The required answer is a copy of each line in the entries below that includes "StartOptions".
*** GIVEN DATA Section Begins ***
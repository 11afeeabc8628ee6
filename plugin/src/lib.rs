// MeshBridge plugin — the uniform host-facing surface over the mesh
// engine
//
// One asynchronous command entry point (`invoke`), one event
// subscription surface, one lifecycle guard. The bridge keeps no
// session data beyond the phase that guard needs; every query command
// asks the engine live so nothing here can go stale.

pub mod config;
pub mod dispatch;
pub mod options;
pub mod permissions;
pub mod results;

use std::sync::Arc;

use serde_json::Value;

use meshbridge_core::bus::{EventBus, ListenerHandle};
use meshbridge_core::engine::{EventPublisher, MeshEngine};
use meshbridge_core::error::{BridgeError, ValidationError};
use meshbridge_core::event::EventName;
use meshbridge_core::lifecycle::{Lifecycle, Phase};
use meshbridge_core::loopback::LoopbackEngine;
use meshbridge_core::types::{MessageId, Payload, PeerId, PermissionStatus, UserId};

pub use config::BridgeConfig;
pub use dispatch::command;
pub use options::{
    EstablishSecureConnectionOptions, FingerprintOptions, InitializeOptions,
    IsFingerprintValidOptions, RequestPermissionsOptions, SendOptions, StartOptions,
};
pub use permissions::{PermissionGateway, StaticPermissions};

/// The bridge between a host runtime and one mesh engine instance.
pub struct MeshBridge {
    engine: Arc<dyn MeshEngine>,
    bus: EventBus,
    lifecycle: Arc<Lifecycle>,
    config: BridgeConfig,
    permissions: Arc<dyn PermissionGateway>,
}

impl MeshBridge {
    /// Wire a bridge to an engine. Binds the event publisher so engine
    /// delegate events flow through the lifecycle observer and then fan
    /// out to host listeners.
    pub fn new(
        engine: Arc<dyn MeshEngine>,
        config: BridgeConfig,
        permissions: Arc<dyn PermissionGateway>,
    ) -> Self {
        let bus = EventBus::new();
        let lifecycle = Arc::new(Lifecycle::new());

        let observer = Arc::clone(&lifecycle);
        let fanout = bus.clone();
        engine.bind_publisher(EventPublisher::new(move |event| {
            observer.observe(&event);
            fanout.publish(&event);
        }));

        Self {
            engine,
            bus,
            lifecycle,
            config,
            permissions,
        }
    }

    /// Convenience wiring over the in-process loopback engine, with all
    /// permissions granted. The returned engine handle drives simulated
    /// peer traffic.
    pub fn loopback(config: BridgeConfig) -> (Self, LoopbackEngine) {
        let engine = LoopbackEngine::new();
        let bridge = Self::new(
            Arc::new(engine.clone()),
            config,
            Arc::new(StaticPermissions::granted()),
        );
        (bridge, engine)
    }

    pub fn phase(&self) -> Phase {
        self.lifecycle.phase()
    }

    fn guard(&self) -> Result<(), BridgeError> {
        self.lifecycle.require_initialized().map_err(BridgeError::Engine)
    }

    // ------------------------------------------------------------------------
    // LIFECYCLE COMMANDS
    // ------------------------------------------------------------------------

    pub async fn initialize(&self, options: InitializeOptions) -> Result<(), BridgeError> {
        let api_key = options
            .api_key
            .or(self.config.api_key)
            .ok_or(ValidationError::MissingApiKey)?;
        self.lifecycle.begin_initialize()?;

        let verbose_logging = options
            .verbose_logging
            .unwrap_or(self.config.verbose_logging);
        self.engine.initialize(api_key, verbose_logging).await?;
        self.lifecycle.note_initialized();
        tracing::info!("bridge initialized");
        Ok(())
    }

    /// Never fails, even before `initialize`.
    pub async fn is_initialized(&self) -> bool {
        self.engine.is_initialized().await
    }

    pub async fn start(&self, options: StartOptions) -> Result<(), BridgeError> {
        self.guard()?;
        // The Started phase lands via the engine's own event, not here
        self.engine
            .start(options.user_id, options.propagation_profile)
            .await?;
        Ok(())
    }

    /// Never fails, even before `initialize`.
    pub async fn is_started(&self) -> bool {
        self.engine.is_started().await
    }

    pub async fn stop(&self) -> Result<(), BridgeError> {
        self.guard()?;
        self.engine.stop().await?;
        Ok(())
    }

    pub async fn license_expiration_date(&self) -> Result<Option<u64>, BridgeError> {
        self.guard()?;
        Ok(self.engine.license_expiration_date().await?)
    }

    pub async fn update_license(&self) -> Result<(), BridgeError> {
        self.guard()?;
        Ok(self.engine.update_license().await?)
    }

    pub async fn destroy_session(&self) -> Result<(), BridgeError> {
        self.guard()?;
        self.engine.destroy_session().await?;
        Ok(())
    }

    // ------------------------------------------------------------------------
    // SESSION QUERIES
    // ------------------------------------------------------------------------

    pub async fn current_user_id(&self) -> Result<Option<UserId>, BridgeError> {
        self.guard()?;
        Ok(self.engine.current_user_id().await?)
    }

    pub async fn connected_peers(&self) -> Result<Vec<PeerId>, BridgeError> {
        self.guard()?;
        Ok(self.engine.connected_peers().await?)
    }

    // ------------------------------------------------------------------------
    // SECURE CONNECTION
    // ------------------------------------------------------------------------

    pub async fn establish_secure_connection(
        &self,
        options: EstablishSecureConnectionOptions,
    ) -> Result<(), BridgeError> {
        self.guard()?;
        Ok(self
            .engine
            .establish_secure_connection(options.user_id)
            .await?)
    }

    pub async fn fingerprint(&self, options: FingerprintOptions) -> Result<Payload, BridgeError> {
        self.guard()?;
        Ok(self.engine.fingerprint(options.user_id).await?)
    }

    pub async fn is_fingerprint_valid(
        &self,
        options: IsFingerprintValidOptions,
    ) -> Result<bool, BridgeError> {
        self.guard()?;
        Ok(self
            .engine
            .is_fingerprint_valid(options.user_id, options.fingerprint)
            .await?)
    }

    // ------------------------------------------------------------------------
    // PAYLOAD
    // ------------------------------------------------------------------------

    pub async fn send(&self, options: SendOptions) -> Result<MessageId, BridgeError> {
        self.guard()?;

        // Broadcast without a uuid borrows the session's own user id;
        // the live engine value, never a cached copy.
        let mode = if options.transmission_mode.needs_sender_fallback() {
            let sender = self.engine.current_user_id().await?;
            options.transmission_mode.resolve(sender)?
        } else {
            options.transmission_mode.resolve(None)?
        };

        let message_id = self.engine.send(options.data, mode).await?;
        tracing::debug!(%message_id, "send accepted");
        Ok(message_id)
    }

    // ------------------------------------------------------------------------
    // PERMISSIONS
    // ------------------------------------------------------------------------

    /// Usable in any phase; permission state belongs to the host OS.
    pub async fn check_permissions(&self) -> PermissionStatus {
        self.permissions.check().await
    }

    pub async fn request_permissions(
        &self,
        options: RequestPermissionsOptions,
    ) -> Result<PermissionStatus, BridgeError> {
        Ok(self.permissions.request(&options.capabilities).await?)
    }

    // ------------------------------------------------------------------------
    // EVENT SUBSCRIPTION
    // ------------------------------------------------------------------------

    /// Register a listener by wire event name. Safe in any phase.
    pub fn subscribe(
        &self,
        event_name: &str,
        callback: impl Fn(&Value) + Send + Sync + 'static,
    ) -> Result<ListenerHandle, BridgeError> {
        let event = EventName::from_name(event_name)
            .ok_or_else(|| ValidationError::UnknownEvent(event_name.to_string()))?;
        Ok(self.bus.subscribe(event, callback))
    }

    /// Typed registration for in-process hosts.
    pub fn subscribe_event(
        &self,
        event: EventName,
        callback: impl Fn(&Value) + Send + Sync + 'static,
    ) -> ListenerHandle {
        self.bus.subscribe(event, callback)
    }

    pub fn unsubscribe(&self, handle: &ListenerHandle) {
        self.bus.unsubscribe(handle);
    }

    pub fn remove_all_listeners(&self) {
        self.bus.unsubscribe_all();
    }
}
*** GIVEN DATA Section Ends ***
• ANSWER SPACE
    IsFingerprintValidOptions, RequestPermissionsOptions, SendOptions, StartOptions,
    pub async fn start(&self, options: StartOptions) -> Result<(), BridgeError> {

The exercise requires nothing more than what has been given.